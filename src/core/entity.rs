use crate::core::catalog::{DeviceCatalog, PropertySource};
use crate::core::property::DeviceProperty;
use crate::core::query::EntityFilter;
use crate::core::validation::validate_property_key;
use crate::error::Result;
use serde::{Deserialize, Serialize};
use std::fmt;

/// Descriptive fields of a `Win32_PnPEntity`. WMI may return NULL for any of them.
#[derive(Debug, Clone, Default, PartialEq, Eq, Serialize, Deserialize)]
pub struct EntityRecord {
    #[serde(default)]
    pub name: Option<String>,
    #[serde(default)]
    pub description: Option<String>,
    #[serde(default)]
    pub class_guid: Option<String>,
    #[serde(default)]
    pub device_id: Option<String>,
    #[serde(default)]
    pub pnp_device_id: Option<String>,
}

/// A located PnP device record together with its live management handle
pub struct PnpEntity {
    record: EntityRecord,
    source: Box<dyn PropertySource>,
}

impl PnpEntity {
    pub fn new(record: EntityRecord, source: Box<dyn PropertySource>) -> Self {
        Self { record, source }
    }

    pub fn record(&self) -> &EntityRecord {
        &self.record
    }

    pub fn name(&self) -> Option<&str> {
        self.record.name.as_deref()
    }

    pub fn description(&self) -> Option<&str> {
        self.record.description.as_deref()
    }

    pub fn class_guid(&self) -> Option<&str> {
        self.record.class_guid.as_deref()
    }

    pub fn device_id(&self) -> Option<&str> {
        self.record.device_id.as_deref()
    }

    pub fn pnp_device_id(&self) -> Option<&str> {
        self.record.pnp_device_id.as_deref()
    }

    /// Find exactly one entity by its friendly name
    pub fn by_friendly_name<C>(catalog: &C, name: &str) -> Result<Option<PnpEntity>>
    where
        C: DeviceCatalog + ?Sized,
    {
        Self::first_matching(catalog, EntityFilter::friendly_name(name))
    }

    /// Find an entity whose `DeviceID` or `PNPDeviceID` equals `id`.
    /// Backslashes in `id` are doubled for the query.
    pub fn by_device_id<C>(catalog: &C, id: &str) -> Result<Option<PnpEntity>>
    where
        C: DeviceCatalog + ?Sized,
    {
        Self::first_matching(catalog, EntityFilter::device_id(id))
    }

    /// Same as [`PnpEntity::by_device_id`] for an id already escaped for WQL
    pub fn by_device_id_raw<C>(catalog: &C, id: &str) -> Result<Option<PnpEntity>>
    where
        C: DeviceCatalog + ?Sized,
    {
        Self::first_matching(catalog, EntityFilter::device_id_raw(id))
    }

    /// Find every entity whose friendly name contains `name`
    pub fn like_friendly_name<C>(catalog: &C, name: &str) -> Result<Vec<PnpEntity>>
    where
        C: DeviceCatalog + ?Sized,
    {
        let filter = EntityFilter::friendly_name_like(name);
        filter.validate()?;
        log::debug!("Querying PnP entities: {}", filter.to_wql());

        catalog.query(&filter)
    }

    fn first_matching<C>(catalog: &C, filter: EntityFilter) -> Result<Option<PnpEntity>>
    where
        C: DeviceCatalog + ?Sized,
    {
        filter.validate()?;
        log::debug!("Querying PnP entity: {}", filter.to_wql());

        let entity = catalog.first(&filter)?;
        if entity.is_none() {
            log::debug!("No PnP entity matches {}", filter.predicate());
        }
        Ok(entity)
    }

    /// Read a device property by key (`{GUID} pid`) or key name.
    ///
    /// `None` when the key is unknown, the type is Empty or no value is set.
    pub fn device_property(&self, key: &str) -> Result<Option<DeviceProperty>> {
        validate_property_key(key)?;

        let property = self
            .source
            .fetch_property(key)?
            .filter(DeviceProperty::has_value);

        if property.is_none() {
            log::debug!(
                "Property {} has no value on {}",
                key,
                self.name().unwrap_or("<unnamed>")
            );
        }
        Ok(property)
    }

    /// Refresh `property.data` from the device. Left untouched when the
    /// device no longer reports a value.
    pub fn update_property(&self, property: &mut DeviceProperty) -> Result<()> {
        if let Some(fresh) = self.device_property(&property.key)? {
            property.data = fresh.data;
        }
        Ok(())
    }
}

impl fmt::Debug for PnpEntity {
    fn fmt(&self, f: &mut fmt::Formatter<'_>) -> fmt::Result {
        f.debug_struct("PnpEntity")
            .field("record", &self.record)
            .finish_non_exhaustive()
    }
}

• **WHAT NEEDS TO BE DONE**
Starting at the line above that holds "self.record.class_guid.as_deref()" and ending at the line that holds "PnP entity matches", transcribe each line exactly and include no other lines.

• **REPLY**
        self.record.class_guid.as_deref()
    }

    pub fn device_id(&self) -> Option<&str> {
        self.record.device_id.as_deref()
    }

    pub fn pnp_device_id(&self) -> Option<&str> {
        self.record.pnp_device_id.as_deref()
    }

    /// Find exactly one entity by its friendly name
    pub fn by_friendly_name<C>(catalog: &C, name: &str) -> Result<Option<PnpEntity>>
    where
        C: DeviceCatalog + ?Sized,
    {
        Self::first_matching(catalog, EntityFilter::friendly_name(name))
    }

    /// Find an entity whose `DeviceID` or `PNPDeviceID` equals `id`.
    /// Backslashes in `id` are doubled for the query.
    pub fn by_device_id<C>(catalog: &C, id: &str) -> Result<Option<PnpEntity>>
    where
        C: DeviceCatalog + ?Sized,
    {
        Self::first_matching(catalog, EntityFilter::device_id(id))
    }

    /// Same as [`PnpEntity::by_device_id`] for an id already escaped for WQL
    pub fn by_device_id_raw<C>(catalog: &C, id: &str) -> Result<Option<PnpEntity>>
    where
        C: DeviceCatalog + ?Sized,
    {
        Self::first_matching(catalog, EntityFilter::device_id_raw(id))
    }

    /// Find every entity whose friendly name contains `name`
    pub fn like_friendly_name<C>(catalog: &C, name: &str) -> Result<Vec<PnpEntity>>
    where
        C: DeviceCatalog + ?Sized,
    {
        let filter = EntityFilter::friendly_name_like(name);
        filter.validate()?;
        log::debug!("Querying PnP entities: {}", filter.to_wql());

        catalog.query(&filter)
    }

    fn first_matching<C>(catalog: &C, filter: EntityFilter) -> Result<Option<PnpEntity>>
    where
        C: DeviceCatalog + ?Sized,
    {
        filter.validate()?;
        log::debug!("Querying PnP entity: {}", filter.to_wql());

        let entity = catalog.first(&filter)?;
        if entity.is_none() {
            log::debug!("No PnP entity matches {}", filter.predicate());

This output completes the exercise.